Recorded data:
Start of Block
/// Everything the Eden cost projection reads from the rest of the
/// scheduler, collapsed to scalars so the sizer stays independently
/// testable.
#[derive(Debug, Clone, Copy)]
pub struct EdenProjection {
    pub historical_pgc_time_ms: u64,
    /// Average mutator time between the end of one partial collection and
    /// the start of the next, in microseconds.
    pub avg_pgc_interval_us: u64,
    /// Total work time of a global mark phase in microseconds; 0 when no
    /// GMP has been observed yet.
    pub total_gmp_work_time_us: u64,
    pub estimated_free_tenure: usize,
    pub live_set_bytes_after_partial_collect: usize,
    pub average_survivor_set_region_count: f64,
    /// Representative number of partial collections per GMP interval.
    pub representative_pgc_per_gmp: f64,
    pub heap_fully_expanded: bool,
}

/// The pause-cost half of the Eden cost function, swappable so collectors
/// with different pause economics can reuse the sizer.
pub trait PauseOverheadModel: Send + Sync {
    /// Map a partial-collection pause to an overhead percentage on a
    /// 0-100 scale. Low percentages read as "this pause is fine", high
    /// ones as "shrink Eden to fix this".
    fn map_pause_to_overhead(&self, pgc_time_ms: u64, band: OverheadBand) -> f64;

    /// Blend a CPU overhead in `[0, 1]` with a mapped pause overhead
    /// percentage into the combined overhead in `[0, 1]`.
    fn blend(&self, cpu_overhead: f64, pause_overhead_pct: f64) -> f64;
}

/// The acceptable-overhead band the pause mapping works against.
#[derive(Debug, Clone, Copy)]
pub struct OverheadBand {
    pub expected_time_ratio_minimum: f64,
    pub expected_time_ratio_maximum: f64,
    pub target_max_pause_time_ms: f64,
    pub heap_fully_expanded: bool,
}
End of Block
Start of Block
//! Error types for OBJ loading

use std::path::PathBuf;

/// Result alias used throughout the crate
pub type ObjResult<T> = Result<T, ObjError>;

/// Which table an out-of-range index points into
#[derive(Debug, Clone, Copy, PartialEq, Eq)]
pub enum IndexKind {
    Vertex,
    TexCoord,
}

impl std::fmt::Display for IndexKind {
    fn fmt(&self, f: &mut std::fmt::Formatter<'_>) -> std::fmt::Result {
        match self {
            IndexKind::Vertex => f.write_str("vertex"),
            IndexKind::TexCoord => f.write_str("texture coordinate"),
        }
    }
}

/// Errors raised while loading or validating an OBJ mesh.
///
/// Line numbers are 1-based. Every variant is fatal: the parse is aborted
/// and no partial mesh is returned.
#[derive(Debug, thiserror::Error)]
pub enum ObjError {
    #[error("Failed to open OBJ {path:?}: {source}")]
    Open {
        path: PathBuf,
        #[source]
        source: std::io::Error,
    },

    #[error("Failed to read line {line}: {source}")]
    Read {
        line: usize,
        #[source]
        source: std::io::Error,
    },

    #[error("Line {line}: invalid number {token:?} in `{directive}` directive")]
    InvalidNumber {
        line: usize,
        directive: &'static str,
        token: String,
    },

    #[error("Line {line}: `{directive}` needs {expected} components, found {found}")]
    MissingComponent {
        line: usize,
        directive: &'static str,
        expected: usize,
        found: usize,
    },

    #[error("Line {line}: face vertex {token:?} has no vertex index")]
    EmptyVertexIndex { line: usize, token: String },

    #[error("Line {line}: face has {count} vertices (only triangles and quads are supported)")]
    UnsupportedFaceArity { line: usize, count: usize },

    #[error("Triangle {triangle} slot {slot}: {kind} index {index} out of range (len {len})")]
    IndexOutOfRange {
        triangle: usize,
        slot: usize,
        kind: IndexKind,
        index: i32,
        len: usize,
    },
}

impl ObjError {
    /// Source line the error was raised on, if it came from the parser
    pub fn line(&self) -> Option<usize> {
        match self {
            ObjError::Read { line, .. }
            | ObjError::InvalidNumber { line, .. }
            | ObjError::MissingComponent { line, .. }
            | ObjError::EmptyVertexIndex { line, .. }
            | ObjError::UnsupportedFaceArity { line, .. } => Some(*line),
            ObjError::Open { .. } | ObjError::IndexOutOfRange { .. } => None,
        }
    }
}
End of Block
Start of Block
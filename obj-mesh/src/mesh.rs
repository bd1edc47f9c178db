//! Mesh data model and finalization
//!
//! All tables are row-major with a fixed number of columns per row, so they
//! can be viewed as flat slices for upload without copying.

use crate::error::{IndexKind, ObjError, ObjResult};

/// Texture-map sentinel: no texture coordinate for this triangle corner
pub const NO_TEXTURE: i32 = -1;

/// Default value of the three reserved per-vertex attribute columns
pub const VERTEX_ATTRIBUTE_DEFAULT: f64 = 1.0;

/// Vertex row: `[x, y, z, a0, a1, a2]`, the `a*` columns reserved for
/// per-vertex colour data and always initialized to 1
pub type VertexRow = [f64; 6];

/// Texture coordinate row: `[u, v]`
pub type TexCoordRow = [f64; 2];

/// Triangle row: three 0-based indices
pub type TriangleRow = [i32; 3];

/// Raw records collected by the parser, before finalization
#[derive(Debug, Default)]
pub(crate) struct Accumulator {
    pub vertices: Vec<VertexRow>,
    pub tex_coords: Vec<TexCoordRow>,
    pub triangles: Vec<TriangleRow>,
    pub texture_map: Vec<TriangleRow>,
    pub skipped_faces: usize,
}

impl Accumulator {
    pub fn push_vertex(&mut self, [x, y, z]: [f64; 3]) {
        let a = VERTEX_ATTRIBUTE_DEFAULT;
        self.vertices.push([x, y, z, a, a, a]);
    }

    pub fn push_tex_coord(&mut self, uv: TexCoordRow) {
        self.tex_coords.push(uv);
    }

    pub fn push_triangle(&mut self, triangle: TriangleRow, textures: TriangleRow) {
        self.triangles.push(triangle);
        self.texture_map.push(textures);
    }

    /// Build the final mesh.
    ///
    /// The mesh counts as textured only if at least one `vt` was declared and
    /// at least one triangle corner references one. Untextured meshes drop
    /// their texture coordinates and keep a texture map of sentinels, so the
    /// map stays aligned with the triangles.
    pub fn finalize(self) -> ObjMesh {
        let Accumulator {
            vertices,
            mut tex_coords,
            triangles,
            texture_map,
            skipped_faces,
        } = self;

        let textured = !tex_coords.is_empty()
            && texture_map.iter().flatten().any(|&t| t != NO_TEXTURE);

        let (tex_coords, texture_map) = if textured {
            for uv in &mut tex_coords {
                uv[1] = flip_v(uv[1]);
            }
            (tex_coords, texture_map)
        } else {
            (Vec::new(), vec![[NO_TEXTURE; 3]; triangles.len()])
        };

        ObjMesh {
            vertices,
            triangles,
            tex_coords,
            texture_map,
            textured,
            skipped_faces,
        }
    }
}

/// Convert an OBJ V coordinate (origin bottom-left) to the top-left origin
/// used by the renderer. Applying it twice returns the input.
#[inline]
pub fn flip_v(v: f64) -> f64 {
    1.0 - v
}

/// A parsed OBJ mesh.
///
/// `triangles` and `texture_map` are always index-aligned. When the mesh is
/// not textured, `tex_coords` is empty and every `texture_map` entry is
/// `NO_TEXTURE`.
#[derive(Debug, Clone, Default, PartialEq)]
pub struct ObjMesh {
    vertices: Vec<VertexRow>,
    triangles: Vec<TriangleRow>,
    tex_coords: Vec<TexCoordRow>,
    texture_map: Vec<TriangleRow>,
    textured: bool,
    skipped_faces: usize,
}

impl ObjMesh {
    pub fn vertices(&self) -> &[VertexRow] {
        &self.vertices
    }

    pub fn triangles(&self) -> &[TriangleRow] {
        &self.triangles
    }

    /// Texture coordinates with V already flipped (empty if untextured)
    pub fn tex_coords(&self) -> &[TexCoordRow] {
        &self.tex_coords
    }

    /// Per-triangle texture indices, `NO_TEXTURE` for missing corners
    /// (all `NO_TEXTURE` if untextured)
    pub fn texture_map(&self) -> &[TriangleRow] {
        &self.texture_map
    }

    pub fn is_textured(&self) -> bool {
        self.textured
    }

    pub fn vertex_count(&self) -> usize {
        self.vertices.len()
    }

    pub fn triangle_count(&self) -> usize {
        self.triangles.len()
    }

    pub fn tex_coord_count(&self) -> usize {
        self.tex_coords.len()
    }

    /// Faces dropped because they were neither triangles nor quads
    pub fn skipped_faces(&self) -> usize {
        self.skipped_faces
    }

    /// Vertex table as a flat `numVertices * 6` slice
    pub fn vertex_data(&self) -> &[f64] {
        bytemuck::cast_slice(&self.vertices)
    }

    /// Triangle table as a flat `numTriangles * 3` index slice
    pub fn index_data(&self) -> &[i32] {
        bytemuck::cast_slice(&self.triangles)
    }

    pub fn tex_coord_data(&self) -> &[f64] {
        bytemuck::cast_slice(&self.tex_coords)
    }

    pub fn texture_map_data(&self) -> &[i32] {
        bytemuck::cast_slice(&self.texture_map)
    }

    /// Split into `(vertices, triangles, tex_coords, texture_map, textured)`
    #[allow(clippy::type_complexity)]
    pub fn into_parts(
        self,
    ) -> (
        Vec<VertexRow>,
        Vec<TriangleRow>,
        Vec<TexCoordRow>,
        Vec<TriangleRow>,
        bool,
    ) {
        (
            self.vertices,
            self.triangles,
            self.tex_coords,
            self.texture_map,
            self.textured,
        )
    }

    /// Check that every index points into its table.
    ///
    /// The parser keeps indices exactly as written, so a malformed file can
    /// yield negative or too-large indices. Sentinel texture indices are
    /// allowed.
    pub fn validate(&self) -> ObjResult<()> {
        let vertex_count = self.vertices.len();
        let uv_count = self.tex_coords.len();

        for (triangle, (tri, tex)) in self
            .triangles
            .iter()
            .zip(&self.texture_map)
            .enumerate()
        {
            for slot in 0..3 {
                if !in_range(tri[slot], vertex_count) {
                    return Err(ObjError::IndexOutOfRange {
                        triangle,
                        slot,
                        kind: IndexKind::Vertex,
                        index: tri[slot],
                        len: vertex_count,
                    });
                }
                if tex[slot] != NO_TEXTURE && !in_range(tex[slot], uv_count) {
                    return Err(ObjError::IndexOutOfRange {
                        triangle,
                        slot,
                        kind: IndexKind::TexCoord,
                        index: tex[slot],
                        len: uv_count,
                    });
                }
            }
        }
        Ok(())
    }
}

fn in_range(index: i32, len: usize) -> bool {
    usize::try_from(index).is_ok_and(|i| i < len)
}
End of Block
*The task*
Given the records above, reproduce precisely and only the lines between the line holding "rest of the" and the line holding "been observed yet.", inclusive.

*Reply to the task*
/// Everything the Eden cost projection reads from the rest of the
/// scheduler, collapsed to scalars so the sizer stays independently
/// testable.
#[derive(Debug, Clone, Copy)]
pub struct EdenProjection {
    pub historical_pgc_time_ms: u64,
    /// Average mutator time between the end of one partial collection and
    /// the start of the next, in microseconds.
    pub avg_pgc_interval_us: u64,
    /// Total work time of a global mark phase in microseconds; 0 when no
    /// GMP has been observed yet.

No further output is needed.